In 1986, after my stint working at WNET on a show produced by Walter Cronkite, I got a job in the design studio of a toy company called North American Bear. The “office / studio” was in a brown stone on Leroy Street off Bleeker Street in the village. One of my jobs was to feed Fred, the ferret, mashed up bananas or avocados in the morning and periodically give him a bath in piña colada ferret shampoo (yes, it exists) to try to mask the underlying funky skunk-like odor that he exuded. He used to sit under my desk and lick the fake tanning lotion off my ankles. Needless to say, this was a very interesting and entertaining job. I loved being around so many talented designers.

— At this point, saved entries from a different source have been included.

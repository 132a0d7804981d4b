use actix_web::{http::StatusCode, web, HttpRequest, HttpResponse, Responder};
use log::{error, warn};
use serde::{Deserialize, Serialize};
use utoipa::{IntoParams, ToSchema};

use crate::gateway::BalanceResponse;
use crate::service::{ServiceError, TransferRequest, WalletDetails, WalletService};

/// Shared wallet service
pub type ServiceData = web::Data<WalletService>;

/// Uniform status body
#[derive(Debug, Serialize, Deserialize, ToSchema)]
pub struct StatusResponse {
    /// "success" or "fail"
    pub message: String,
}

impl StatusResponse {
    pub fn success() -> Self {
        StatusResponse {
            message: "success".to_string(),
        }
    }

    pub fn fail() -> Self {
        StatusResponse {
            message: "fail".to_string(),
        }
    }
}

/// Query for the balance endpoint
#[derive(Debug, Deserialize, IntoParams)]
#[into_params(parameter_in = Query)]
pub struct BalanceQuery {
    /// Address to look up
    pub blockchain_address: Option<String>,
}

fn status_for(err: &ServiceError) -> StatusCode {
    match err {
        ServiceError::Validation(_) => StatusCode::BAD_REQUEST,
        ServiceError::Authorization(_) => StatusCode::FORBIDDEN,
        ServiceError::Capacity(_) => StatusCode::SERVICE_UNAVAILABLE,
        ServiceError::Upstream(_) => StatusCode::BAD_GATEWAY,
    }
}

/// Create a new wallet
///
/// Generates a keypair, registers the address with the node and returns the
/// public material plus a wallet token. The private key stays with the server.
#[utoipa::path(
    post,
    path = "/wallet",
    responses(
        (status = 201, description = "Wallet created successfully", body = WalletDetails),
        (status = 502, description = "Node did not accept the registration", body = StatusResponse),
        (status = 503, description = "No room for another wallet", body = StatusResponse)
    )
)]
pub async fn create_wallet(service: ServiceData) -> impl Responder {
    match service.provision_wallet().await {
        Ok(details) => HttpResponse::Created().json(details),
        Err(err) => {
            error!("Wallet provisioning failed: {}", err);
            HttpResponse::build(status_for(&err)).json(StatusResponse::fail())
        }
    }
}

/// Create a new transaction
///
/// Signs the transfer for the sender and relays it to the node
#[utoipa::path(
    post,
    path = "/transaction",
    request_body = TransferRequest,
    responses(
        (status = 200, description = "Transaction accepted by the node", body = StatusResponse),
        (status = 400, description = "Invalid transaction data", body = StatusResponse),
        (status = 403, description = "Sender not authorized", body = StatusResponse),
        (status = 502, description = "Node failed the request", body = StatusResponse)
    )
)]
pub async fn create_transaction(
    service: ServiceData,
    request: web::Json<TransferRequest>,
) -> impl Responder {
    match service.submit_transaction(&request).await {
        Ok(()) => HttpResponse::Ok().json(StatusResponse::success()),
        Err(err) => {
            warn!("Transaction failed: {}", err);
            HttpResponse::build(status_for(&err)).json(StatusResponse::fail())
        }
    }
}

/// Get wallet balance
///
/// Relays the balance computed by the node
#[utoipa::path(
    get,
    path = "/wallet/balance",
    params(BalanceQuery),
    responses(
        (status = 200, description = "Balance retrieved successfully", body = BalanceResponse),
        (status = 400, description = "Missing or malformed address", body = BalanceResponse),
        (status = 502, description = "Node unreachable", body = BalanceResponse)
    )
)]
pub async fn wallet_balance(
    service: ServiceData,
    query: web::Query<BalanceQuery>,
) -> impl Responder {
    let address = query.blockchain_address.as_deref().unwrap_or_default();

    match service.query_balance(address).await {
        Ok(balance) => HttpResponse::Ok().json(BalanceResponse {
            balance: Some(balance),
            error: None,
        }),
        Err(err) => {
            warn!("Balance lookup failed: {}", err);
            HttpResponse::build(status_for(&err)).json(BalanceResponse {
                balance: None,
                error: Some("Failed to get wallet balance".to_string()),
            })
        }
    }
}

/// Answers requests whose method a route does not serve
pub async fn invalid_method(request: HttpRequest) -> impl Responder {
    warn!("Invalid HTTP method {} for {}", request.method(), request.path());
    HttpResponse::BadRequest().json(StatusResponse::fail())
}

Anyway, this is a very long-winded way of explaining my love of Proscuitto bread. There was this Italian bakery on Bleeker called Zito’s that sold this prosciutto bread that was to die for. We would buy it and eat the entire loaf, usually with a bottle of wine (after office hours, of course). For some reason, I thought of it the other day and called up my friend and ex boss to ask her what the name of the bakery was. I could not remember it. Unfortunately, Zito’s went out of business. This is a short film about the closing, you can watch it here. I trolled around the internet and found this recipe, which is as close as you’re ever going to get to the real thing.
Barley malt syrup is an unrefined sweetener produced from sprouted, or malted barley. It is dark brown, thick and sticky; and possesses a strong distinctive flavor that can only be described as “malty.”
Makes 1 ring
2 cups plus 3 Tbs bread flour or unbleached all purpose flour
1 Tbs malt syrup, honey or sugar
3/4 tsp instant yeast
scant 1/2 tsp coarsely cracked black pepper
1/4 tsp cayenne pepper
3/4 tsp salt
4 tsp bacon fat, lard, or butter, melted
1 cup water, 70 – 90 degrees F
3/4 cup proscuitto, pepperoni, and hot sopressta sausage, cut into 1/4 – 1/2 inch pieces
Using the whisk attachment on a stand mixer, thoroughly combine 2 cups flour, black pepper, cayenne pepper and yeast. Add salt and mix. (Note: the salt is added after mixing to avoid it coming into direct contact with the yeast.)
Swapping to the dough hook, add water and malt syrup (or honey or sugar) to bowl and combine with flour at low speed (#2 on a Kitchen Aid) until moistened. Increase speed to medium (#4 on a KA) and knead for seven minutes. Add the meats and mix in on low. Dough should be slightly tacky but not sticky. If it is too sticky add a bit more flour a tablespoon at a time and knead in, if too dry, spray with a bit of water and knead in.
Dump dough onto a lightly floured counter, shape into a ball, dust lightly with flour, brush with bacon fat (or lard or butter) and cover with plastic wrap. Allow to rest for 20 minutes.
Place baking stone or a baking sheet on the bottom shelf of the oven and a baking sheet on the bottom of the oven. Heat oven to 450F.
Roll dough into an 18-inch rope, form into a ring, overlapping ends by two inches on a sheet of parchment paper. Cover with a large bowl or oiled plastic wrap and allow to rise until doubled in bulk – about one hour.
Transfer bread on parchment to stone or baking sheet. (Use a peel if bread is on parchment.) Toss half a dozen ice cubes into the pan on the bottom of the oven.
Bake for 15 minutes, remove parchment, and rotate bread 180 degrees. Bake another five minutes and reduce heat to 400F. Cook another 10 to 15 minutes. Turn oven off, prop open door, and leave the bread in the oven for five minutes.
Remove bread from oven, brush again with bacon fat or butter, and allow to cool completely.